De fait, Netflix Services France revendiquait sept millions d’abonnés «entre 2019 et 2020» et aurait versé «seulement 981 000 euros d’impôts sur les bénéfices». Or, après l’abandon de cette technique d’optimisation fiscale, son chiffre d’affaires déclaré en France a explosé, passant de 47,1 millions d’euros en 2020 à 1,2 milliard d’euros, puis à «1,3 milliard d’euros en 2022», explique encore Marianne. Le but des perquisitions en cours est de découvrir comment aurait été mise en œuvre, en interne, cette opération de «blanchiment de fraude fiscale aggravée». «Nous nous conformons aux règles fiscales de tous les pays dans lesquels nous opérons à travers le monde», avait déjà assuré à l’été 2023 un porte-parole de Netflix au moment de la révélation de l’information sur le contrôle fiscal en France.

Des perquisitions «sont conduites simultanément au siège des sociétés Netflix à Amsterdam [qui gère les services de la société en Europe, au Moyen-Orient et en Afrique et où l’entreprise mène ses opérations d’optimisation fiscale] par des magistrats et enquêteurs néerlandais, accompagnés par des magistrats et enquêteurs français», détaille une source judiciaire à Libération. «Une action de coopération pénale entre les autorités françaises et néerlandaises est conduite depuis de nombreux mois dans le cadre de cette procédure et a fait l’objet d’une coordination par Eurojust», l’Agence de l’Union européenne pour la coopération judiciaire en matière pénale.
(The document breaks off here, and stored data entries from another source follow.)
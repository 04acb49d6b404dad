//! Local price cache.
//!
//! The cache is a single CSV file (`date,symbol,close`) holding every
//! observation fetched so far. Design points:
//! - Observed closes only: forward-filled rows are a publish-time view and
//!   never land on disk
//! - Atomic writes (write to .tmp, rename into place)
//! - A missing file is an empty cache, not an error
//!
//! The CacheStore trait keeps the pipeline storage-agnostic; MemoryStore
//! backs tests and could back a future non-file deployment.

use crate::series::{PricePoint, PriceSeries};
use std::fs;
use std::path::{Path, PathBuf};
use std::sync::atomic::{AtomicUsize, Ordering};
use std::sync::Mutex;
use thiserror::Error;
use tracing::debug;

/// Structured error types for cache storage.
#[derive(Debug, Error)]
pub enum CacheError {
    #[error("cache read failed: {0}")]
    Read(String),

    #[error("cache write failed: {0}")]
    Write(String),

    #[error("malformed cache row: {0}")]
    Parse(String),
}

/// Trait for cache storage backends.
pub trait CacheStore: Send + Sync {
    /// Load the full cached series. An absent backing file is an empty series.
    fn load(&self) -> Result<PriceSeries, CacheError>;

    /// Replace the stored series with `series`.
    fn save(&self, series: &PriceSeries) -> Result<(), CacheError>;
}

/// CSV-file cache store.
pub struct CsvStore {
    path: PathBuf,
}

impl CsvStore {
    pub fn new(path: impl Into<PathBuf>) -> Self {
        Self { path: path.into() }
    }

    pub fn path(&self) -> &Path {
        &self.path
    }
}

impl CacheStore for CsvStore {
    fn load(&self) -> Result<PriceSeries, CacheError> {
        if !self.path.exists() {
            debug!(path = %self.path.display(), "no cache file; starting empty");
            return Ok(PriceSeries::new());
        }

        let file = fs::File::open(&self.path).map_err(|e| CacheError::Read(e.to_string()))?;
        let mut reader = csv::Reader::from_reader(file);
        let mut series = PriceSeries::new();
        for row in reader.deserialize::<PricePoint>() {
            let point = row.map_err(|e| CacheError::Parse(e.to_string()))?;
            series.insert(point);
        }
        Ok(series)
    }

    /// Writes are atomic: write to .tmp then rename.
    fn save(&self, series: &PriceSeries) -> Result<(), CacheError> {
        if let Some(parent) = self.path.parent() {
            if !parent.as_os_str().is_empty() {
                fs::create_dir_all(parent).map_err(|e| CacheError::Write(e.to_string()))?;
            }
        }

        let tmp_path = self.path.with_extension("csv.tmp");
        {
            let file = fs::File::create(&tmp_path).map_err(|e| CacheError::Write(e.to_string()))?;
            let mut writer = csv::Writer::from_writer(file);
            for point in series.points() {
                writer
                    .serialize(&point)
                    .map_err(|e| CacheError::Write(e.to_string()))?;
            }
            writer.flush().map_err(|e| CacheError::Write(e.to_string()))?;
        }

        // Atomic rename
        fs::rename(&tmp_path, &self.path).map_err(|e| {
            // Clean up temp file on rename failure
            let _ = fs::remove_file(&tmp_path);
            CacheError::Write(format!("atomic rename failed: {e}"))
        })
    }
}

/// In-memory cache store. Counts saves so tests can assert write behavior.
#[derive(Debug, Default)]
pub struct MemoryStore {
    inner: Mutex<PriceSeries>,
    saves: AtomicUsize,
}

impl MemoryStore {
    pub fn new() -> Self {
        Self::default()
    }

    pub fn with_series(series: PriceSeries) -> Self {
        Self {
            inner: Mutex::new(series),
            saves: AtomicUsize::new(0),
        }
    }

    /// Copy of the currently stored series.
    pub fn snapshot(&self) -> PriceSeries {
        self.inner.lock().expect("memory store poisoned").clone()
    }

    pub fn save_count(&self) -> usize {
        self.saves.load(Ordering::SeqCst)
    }
}

impl CacheStore for MemoryStore {
    fn load(&self) -> Result<PriceSeries, CacheError> {
        Ok(self.snapshot())
    }

    fn save(&self, series: &PriceSeries) -> Result<(), CacheError> {
        *self.inner.lock().expect("memory store poisoned") = series.clone();
        self.saves.fetch_add(1, Ordering::SeqCst);
        Ok(())
    }
}
//! Browser bindings
//!
//! The page owns the canvas, the overlays and `requestAnimationFrame`; it
//! forwards key presses and frame timestamps here and draws whatever
//! `snapshot_json` returns.

use wasm_bindgen::prelude::*;

use crate::game::{Game, GamePhase};
use crate::persistence::LocalStorage;
use crate::platform::{Intent, TickDriver};
use crate::settings::{Character, EATING_BODY, EATING_EARS, Speed};
use crate::sim::{GameEvent, choose_direction};
use crate::tuning::Tuning;

#[wasm_bindgen(start)]
pub fn wasm_start() {
    console_error_panic_hook::set_once();
    if console_log::init_with_level(log::Level::Info).is_err() {
        web_sys::console::warn_1(&"Logger already initialised".into());
    }
    log::info!("Cat & Birds starting...");
}

fn entropy_seed() -> u64 {
    let now = js_sys::Date::now() as u64;
    let noise = (js_sys::Math::random() * u32::MAX as f64) as u64;
    (now << 20) ^ noise
}

/// Game handle exported to JavaScript
#[wasm_bindgen]
pub struct WebGame {
    game: Game<LocalStorage>,
    driver: TickDriver,
    /// Demo mode: the autopilot steers
    idle: bool,
    /// Frames left on the eating flash
    eating_frames: u32,
    last_events: Vec<GameEvent>,
}

#[wasm_bindgen]
impl WebGame {
    #[wasm_bindgen(constructor)]
    pub fn new() -> WebGame {
        WebGame::wrap(Game::new(Tuning::default(), LocalStorage, entropy_seed()))
    }

    /// Game on a custom board from JSON; `undefined` if the JSON is rejected
    pub fn with_tuning(json: &str) -> Option<WebGame> {
        match Tuning::from_json(json) {
            Ok(tuning) => Some(WebGame::wrap(Game::new(tuning, LocalStorage, entropy_seed()))),
            Err(e) => {
                log::warn!("Rejected tuning: {e}");
                None
            }
        }
    }

    /// Forward a `KeyboardEvent.code`; true if the page should
    /// `preventDefault`
    pub fn key_down(&mut self, code: &str) -> bool {
        match Intent::from_key_code(code) {
            Some(intent) => {
                let was_playing = self.game.phase() == GamePhase::Playing;
                if intent.apply(&mut self.game) && !was_playing {
                    self.driver.reset();
                }
                true
            }
            None => false,
        }
    }

    /// Touch buttons and swipes arrive as "up" / "down" / "left" / "right"
    pub fn steer(&mut self, dir: &str) -> bool {
        use crate::sim::Direction;
        let dir = match dir {
            "up" => Direction::Up,
            "down" => Direction::Down,
            "left" => Direction::Left,
            "right" => Direction::Right,
            _ => return false,
        };
        self.game.request_direction(dir)
    }

    pub fn start(&mut self) -> bool {
        self.driver.reset();
        self.game.start()
    }

    pub fn toggle_pause(&mut self) -> bool {
        self.driver.reset();
        self.game.toggle_pause()
    }

    pub fn return_to_menu(&mut self) -> bool {
        self.game.return_to_menu()
    }

    pub fn set_idle(&mut self, idle: bool) {
        self.idle = idle;
        log::info!("Idle mode: {idle}");
    }

    pub fn set_speed(&mut self, speed: u8) {
        self.game.set_speed(Speed::new(speed));
        self.driver.set_interval(self.game.tick_interval_ms());
    }

    pub fn set_character(&mut self, key: &str) -> bool {
        match Character::from_key(key) {
            Some(c) => {
                self.game.set_character(c);
                true
            }
            None => false,
        }
    }

    /// Animation frame callback; returns true if the board changed
    pub fn frame(&mut self, now_ms: f64) -> bool {
        self.eating_frames = self.eating_frames.saturating_sub(1);
        if self.game.phase() != GamePhase::Playing {
            self.driver.reset();
            return false;
        }

        let due = self.driver.frame(now_ms);
        self.last_events.clear();
        for _ in 0..due {
            if self.idle {
                let dir = choose_direction(self.game.session());
                self.game.request_direction(dir);
            }
            let Some(result) = self.game.advance() else {
                break;
            };
            if result
                .events
                .iter()
                .any(|e| matches!(e, GameEvent::BirdEaten { .. } | GameEvent::TunaEaten { .. }))
            {
                self.eating_frames = 10;
            }
            self.last_events.extend(result.events);
            if result.terminal {
                break;
            }
        }
        due > 0
    }

    pub fn phase(&self) -> String {
        format!("{:?}", self.game.phase())
    }

    pub fn score(&self) -> f64 {
        self.game.score() as f64
    }

    pub fn high_score(&self) -> f64 {
        self.game.high_score() as f64
    }

    pub fn is_new_record(&self) -> bool {
        self.game.is_new_record()
    }

    pub fn tick_interval_ms(&self) -> u32 {
        self.game.tick_interval_ms()
    }

    pub fn grid_width(&self) -> i32 {
        self.game.session().grid.width
    }

    pub fn grid_height(&self) -> i32 {
        self.game.session().grid.height
    }

    pub fn is_eating(&self) -> bool {
        self.eating_frames > 0
    }

    /// Board state as JSON for the renderer
    pub fn snapshot_json(&self) -> String {
        serde_json::to_string(&self.game.snapshot()).unwrap_or_default()
    }

    /// Events from the last frame as JSON (for sounds and effects)
    pub fn events_json(&self) -> String {
        serde_json::to_string(&self.last_events).unwrap_or_default()
    }

    /// Palette of the selected cat, honouring the eating flash
    pub fn cat_palette_json(&self) -> String {
        let style = self.game.settings().character.style();
        let (body, ears) = if self.is_eating() {
            (EATING_BODY, EATING_EARS)
        } else {
            (style.body, style.ears)
        };
        serde_json::json!({
            "name": style.name,
            "personality": style.personality,
            "body": body,
            "ears": ears,
            "nose": style.nose,
            "feature": format!("{:?}", style.feature),
        })
        .to_string()
    }
}

impl WebGame {
    fn wrap(game: Game<LocalStorage>) -> WebGame {
        let driver = TickDriver::new(game.tick_interval_ms());
        WebGame {
            game,
            driver,
            idle: false,
            eating_frames: 0,
            last_events: Vec::new(),
        }
    }
}

impl Default for WebGame {
    fn default() -> Self {
        Self::new()
    }
}
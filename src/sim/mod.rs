//! Deterministic simulation module
//!
//! All gameplay logic lives here. This module must be pure and deterministic:
//! - One discrete step per `advance` call, no wall clock
//! - Seeded RNG only
//! - No rendering, storage or platform dependencies

pub mod autopilot;
pub mod grid;
pub mod spawn;
pub mod state;
pub mod tick;

pub use autopilot::choose_direction;
pub use grid::{Cell, Direction, Grid};
pub use state::{Dog, EndReason, Entities, GameSession, Occupancy, Snake, TunaCan};
pub use tick::{GameEvent, Snapshot, TickResult, advance};
//! Spawn placement and scheduling
//!
//! Every sampler takes the RNG explicitly so sessions stay reproducible from
//! their seed and tests can inject their own source.

use rand::Rng;

use super::grid::{Cell, Grid};
use super::state::{Entities, Occupancy, Snake};
use crate::tuning::Tuning;

/// Pick a cell for a new bird that the cat does not cover.
///
/// Rejection-samples up to `attempts` times, then scans the grid in row-major
/// order. Returns `None` only when the cat fills every cell.
pub fn place_food<R: Rng + ?Sized>(
    grid: &Grid,
    snake: &Snake,
    attempts: u32,
    rng: &mut R,
) -> Option<Cell> {
    if snake.len() >= grid.cell_count() {
        return None;
    }
    for _ in 0..attempts {
        let cell = grid.random_cell(rng);
        if !snake.contains(cell) {
            return Some(cell);
        }
    }
    log::debug!("Food sampling exhausted, scanning grid");
    grid.cells().find(|&c| !snake.contains(c))
}

/// Find a dog cell near the bird, falling back to anywhere on the board.
///
/// Candidates must be free of cat, bird and other dogs, and keep at least
/// `dog_min_head_distance` (Chebyshev) from the cat's head.
pub fn place_dog<R: Rng + ?Sized>(
    grid: &Grid,
    entities: &Entities,
    tuning: &Tuning,
    rng: &mut R,
) -> Option<Cell> {
    let head = entities.head();
    let food = entities.food;
    let acceptable = |cell: Cell| {
        grid.contains(cell)
            && !entities.is_occupied(cell, Occupancy::DOG_BLOCKERS)
            && cell.chebyshev(head) >= tuning.dog_min_head_distance
    };

    let spread = tuning.dog_spread;
    if spread > 0.0 {
        for _ in 0..tuning.dog_near_attempts {
            let dx = rng.random_range(-spread..spread);
            let dy = rng.random_range(-spread..spread);
            let cell = Cell::new(
                (f64::from(food.x) + dx).floor() as i32,
                (f64::from(food.y) + dy).floor() as i32,
            );
            if acceptable(cell) {
                return Some(cell);
            }
        }
    }

    for _ in 0..tuning.dog_fallback_attempts {
        let cell = grid.random_cell(rng);
        if acceptable(cell) {
            return Some(cell);
        }
    }

    None
}

/// Find a free cell for a tuna can (not on cat, bird, dog or another can)
pub fn place_tuna<R: Rng + ?Sized>(
    grid: &Grid,
    entities: &Entities,
    attempts: u32,
    rng: &mut R,
) -> Option<Cell> {
    (0..attempts)
        .map(|_| grid.random_cell(rng))
        .find(|&cell| !entities.is_occupied(cell, Occupancy::ALL))
}

/// Counts birds eaten until the next dog is due
#[derive(Debug, Clone, PartialEq, Eq)]
pub struct DogSchedule {
    pub eaten: u32,
    pub threshold: u32,
}

impl DogSchedule {
    pub fn new<R: Rng + ?Sized>(tuning: &Tuning, rng: &mut R) -> Self {
        Self {
            eaten: 0,
            threshold: draw_dog_threshold(tuning, rng),
        }
    }

    /// Count one bird; returns true (and rearms) when a dog is due
    pub fn bird_eaten<R: Rng + ?Sized>(&mut self, tuning: &Tuning, rng: &mut R) -> bool {
        self.eaten += 1;
        if self.eaten >= self.threshold {
            self.eaten = 0;
            self.threshold = draw_dog_threshold(tuning, rng);
            true
        } else {
            false
        }
    }
}

fn draw_dog_threshold<R: Rng + ?Sized>(tuning: &Tuning, rng: &mut R) -> u32 {
    rng.random_range(tuning.dog_threshold_min..=tuning.dog_threshold_max.max(tuning.dog_threshold_min))
}

/// Counts ticks until the next tuna can is due
#[derive(Debug, Clone, PartialEq, Eq)]
pub struct TunaSchedule {
    pub timer: u32,
    pub interval: u32,
}

impl TunaSchedule {
    pub fn new<R: Rng + ?Sized>(tuning: &Tuning, rng: &mut R) -> Self {
        Self {
            timer: 0,
            interval: draw_tuna_interval(tuning, rng),
        }
    }

    /// Advance one tick; returns true (and rearms) when a can is due
    pub fn tick<R: Rng + ?Sized>(&mut self, tuning: &Tuning, rng: &mut R) -> bool {
        self.timer += 1;
        if self.timer >= self.interval {
            self.timer = 0;
            self.interval = draw_tuna_interval(tuning, rng);
            true
        } else {
            false
        }
    }
}

fn draw_tuna_interval<R: Rng + ?Sized>(tuning: &Tuning, rng: &mut R) -> u32 {
    let min = tuning.tuna_interval_min.max(1);
    let max = tuning.tuna_interval_max.max(min + 1);
    rng.random_range(min..max)
}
Le Parquet national financier a déjà épinglé plusieurs géants américains, comme McDonald’s, pour des pratiques d’optimisation fiscale «frauduleuses». Une enquête est également toujours en cours concernant le cabinet de conseils McKinsey. À chaque fois, le système «d’optimisation» de ces multinationales se ressemble : «la filiale française règle des prestations imaginaires ou surfacturées à d’autres filiales étrangères dans le but de faire diminuer son bénéfice en France et d’y payer moins d’impôts…», observe Marianne.

Mise à jour : à 20 h 38, avec la réaction de Netflix.